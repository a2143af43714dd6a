//! Request-mapping conditions.
//!
//! # Responsibilities
//! - Match query parameters and headers by presence or value
//! - Match `Content-Type` against consumable media types
//! - Match `Accept` against producible media types
//! - Combine conditions with AND semantics
//!
//! # Design Decisions
//! - Header names are case-insensitive, parameter names are not
//! - Missing `Content-Type` is treated as `application/octet-stream`
//! - Missing `Accept` accepts anything

use axum::body::Body;
use axum::http::{header, Request, StatusCode};

use crate::binding::RequestParams;

/// Trait for matching requests against conditions.
pub trait Matcher: Send + Sync + std::fmt::Debug {
    /// Returns true if the request matches this condition.
    fn matches(&self, req: &Request<Body>) -> bool;

    /// Status reported when the request does not match.
    fn mismatch_status(&self) -> StatusCode;
}

/// A `name`, `!name`, `name=value` or `name!=value` expression.
#[derive(Debug, Clone, PartialEq, Eq)]
pub struct NameValueExpression {
    name: String,
    value: Option<String>,
    negated: bool,
}

impl NameValueExpression {
    pub fn parse(expression: &str) -> Self {
        if let Some((name, value)) = expression.split_once("!=") {
            return Self {
                name: name.trim().to_string(),
                value: Some(value.trim().to_string()),
                negated: true,
            };
        }
        if let Some((name, value)) = expression.split_once('=') {
            return Self {
                name: name.trim().to_string(),
                value: Some(value.trim().to_string()),
                negated: false,
            };
        }
        match expression.trim().strip_prefix('!') {
            Some(name) => Self {
                name: name.trim().to_string(),
                value: None,
                negated: true,
            },
            None => Self {
                name: expression.trim().to_string(),
                value: None,
                negated: false,
            },
        }
    }

    fn evaluate<'a>(&self, mut values: impl Iterator<Item = &'a str>) -> bool {
        let found = match &self.value {
            Some(expected) => values.any(|v| v == expected.as_str()),
            None => values.next().is_some(),
        };
        found != self.negated
    }
}

/// Matches query parameters.
#[derive(Debug, Clone)]
pub struct ParamMatcher {
    expression: NameValueExpression,
}

impl ParamMatcher {
    pub fn new(expression: &str) -> Self {
        Self {
            expression: NameValueExpression::parse(expression),
        }
    }
}

impl Matcher for ParamMatcher {
    fn matches(&self, req: &Request<Body>) -> bool {
        let params = RequestParams::parse(req.uri().query(), None);
        self.expression
            .evaluate(params.all(&self.expression.name).into_iter())
    }

    fn mismatch_status(&self) -> StatusCode {
        StatusCode::BAD_REQUEST
    }
}

/// Matches request headers.
#[derive(Debug, Clone)]
pub struct HeaderMatcher {
    expression: NameValueExpression,
}

impl HeaderMatcher {
    pub fn new(expression: &str) -> Self {
        let mut expression = NameValueExpression::parse(expression);
        expression.name = expression.name.to_lowercase();
        Self { expression }
    }
}

impl Matcher for HeaderMatcher {
    fn matches(&self, req: &Request<Body>) -> bool {
        let values = req
            .headers()
            .get_all(self.expression.name.as_str())
            .iter()
            .filter_map(|v| v.to_str().ok());
        self.expression.evaluate(values)
    }

    fn mismatch_status(&self) -> StatusCode {
        StatusCode::NOT_FOUND
    }
}

/// A `type/subtype` media type, either part may be `*`.
#[derive(Debug, Clone, PartialEq, Eq)]
pub struct MediaType {
    kind: String,
    subtype: String,
}

impl MediaType {
    /// Parse a media type, dropping any `;` parameters.
    pub fn parse(value: &str) -> Option<Self> {
        let essence = value.split(';').next()?.trim().to_ascii_lowercase();
        let (kind, subtype) = essence.split_once('/')?;
        if kind.is_empty() || subtype.is_empty() {
            return None;
        }
        Some(Self {
            kind: kind.to_string(),
            subtype: subtype.to_string(),
        })
    }

    /// Whether `other` falls within this (possibly wildcard) type.
    pub fn includes(&self, other: &MediaType) -> bool {
        (self.kind == "*" || self.kind == other.kind)
            && (self.subtype == "*" || self.subtype == other.subtype)
    }

    /// Exact `type/subtype` comparison, ignoring case.
    pub fn is(&self, kind: &str, subtype: &str) -> bool {
        self.kind.eq_ignore_ascii_case(kind) && self.subtype.eq_ignore_ascii_case(subtype)
    }

    /// Whether either type includes the other.
    pub fn is_compatible_with(&self, other: &MediaType) -> bool {
        self.includes(other) || other.includes(self)
    }
}

#[derive(Debug, Clone)]
struct MediaTypeExpression {
    media_type: MediaType,
    negated: bool,
}

impl MediaTypeExpression {
    fn parse(expression: &str) -> Option<Self> {
        let trimmed = expression.trim();
        let (negated, raw) = match trimmed.strip_prefix('!') {
            Some(rest) => (true, rest),
            None => (false, trimmed),
        };
        MediaType::parse(raw).map(|media_type| Self {
            media_type,
            negated,
        })
    }
}

/// Matches the request `Content-Type`.
#[derive(Debug, Clone)]
pub struct ConsumesMatcher {
    expression: Option<MediaTypeExpression>,
}

impl ConsumesMatcher {
    pub fn new(expression: &str) -> Self {
        Self {
            expression: MediaTypeExpression::parse(expression),
        }
    }
}

impl Matcher for ConsumesMatcher {
    fn matches(&self, req: &Request<Body>) -> bool {
        let Some(expression) = &self.expression else {
            return false;
        };
        let content_type = req
            .headers()
            .get(header::CONTENT_TYPE)
            .and_then(|v| v.to_str().ok())
            .unwrap_or("application/octet-stream");
        match MediaType::parse(content_type) {
            Some(actual) => expression.media_type.includes(&actual) != expression.negated,
            None => false,
        }
    }

    fn mismatch_status(&self) -> StatusCode {
        StatusCode::UNSUPPORTED_MEDIA_TYPE
    }
}

/// Matches the request `Accept` list.
#[derive(Debug, Clone)]
pub struct ProducesMatcher {
    expression: Option<MediaTypeExpression>,
}

impl ProducesMatcher {
    pub fn new(expression: &str) -> Self {
        Self {
            expression: MediaTypeExpression::parse(expression),
        }
    }
}

impl Matcher for ProducesMatcher {
    fn matches(&self, req: &Request<Body>) -> bool {
        let Some(expression) = &self.expression else {
            return false;
        };
        let accepted: Vec<MediaType> = req
            .headers()
            .get_all(header::ACCEPT)
            .iter()
            .filter_map(|v| v.to_str().ok())
            .flat_map(|v| v.split(','))
            .filter_map(MediaType::parse)
            .collect();
        if accepted.is_empty() {
            return true;
        }
        let compatible = accepted
            .iter()
            .any(|media_type| media_type.is_compatible_with(&expression.media_type));
        compatible != expression.negated
    }

    fn mismatch_status(&self) -> StatusCode {
        StatusCode::NOT_ACCEPTABLE
    }
}

/// Combines multiple matchers with AND semantics.
#[derive(Debug, Default)]
pub struct AndMatcher {
    matchers: Vec<Box<dyn Matcher>>,
}

impl AndMatcher {
    pub fn new(matchers: Vec<Box<dyn Matcher>>) -> Self {
        Self { matchers }
    }

    /// The first matcher the request fails, if any.
    pub fn first_mismatch(&self, req: &Request<Body>) -> Option<&dyn Matcher> {
        self.matchers
            .iter()
            .find(|m| !m.matches(req))
            .map(|m| &**m)
    }
}

impl Matcher for AndMatcher {
    fn matches(&self, req: &Request<Body>) -> bool {
        self.first_mismatch(req).is_none()
    }

    fn mismatch_status(&self) -> StatusCode {
        StatusCode::NOT_FOUND
    }
}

═══

[Problem details]
Return only the part of the records above that opens with the line containing "let params = RequestParams::parse(req.uri().query(), None);" and closes with the line containing "pub fn is(&self, kind: &str, subtype: &str)", ends included.

[Exercise response]
        let params = RequestParams::parse(req.uri().query(), None);
        self.expression
            .evaluate(params.all(&self.expression.name).into_iter())
    }

    fn mismatch_status(&self) -> StatusCode {
        StatusCode::BAD_REQUEST
    }
}

/// Matches request headers.
#[derive(Debug, Clone)]
pub struct HeaderMatcher {
    expression: NameValueExpression,
}

impl HeaderMatcher {
    pub fn new(expression: &str) -> Self {
        let mut expression = NameValueExpression::parse(expression);
        expression.name = expression.name.to_lowercase();
        Self { expression }
    }
}

impl Matcher for HeaderMatcher {
    fn matches(&self, req: &Request<Body>) -> bool {
        let values = req
            .headers()
            .get_all(self.expression.name.as_str())
            .iter()
            .filter_map(|v| v.to_str().ok());
        self.expression.evaluate(values)
    }

    fn mismatch_status(&self) -> StatusCode {
        StatusCode::NOT_FOUND
    }
}

/// A `type/subtype` media type, either part may be `*`.
#[derive(Debug, Clone, PartialEq, Eq)]
pub struct MediaType {
    kind: String,
    subtype: String,
}

impl MediaType {
    /// Parse a media type, dropping any `;` parameters.
    pub fn parse(value: &str) -> Option<Self> {
        let essence = value.split(';').next()?.trim().to_ascii_lowercase();
        let (kind, subtype) = essence.split_once('/')?;
        if kind.is_empty() || subtype.is_empty() {
            return None;
        }
        Some(Self {
            kind: kind.to_string(),
            subtype: subtype.to_string(),
        })
    }

    /// Whether `other` falls within this (possibly wildcard) type.
    pub fn includes(&self, other: &MediaType) -> bool {
        (self.kind == "*" || self.kind == other.kind)
            && (self.subtype == "*" || self.subtype == other.subtype)
    }

    /// Exact `type/subtype` comparison, ignoring case.
    pub fn is(&self, kind: &str, subtype: &str) -> bool {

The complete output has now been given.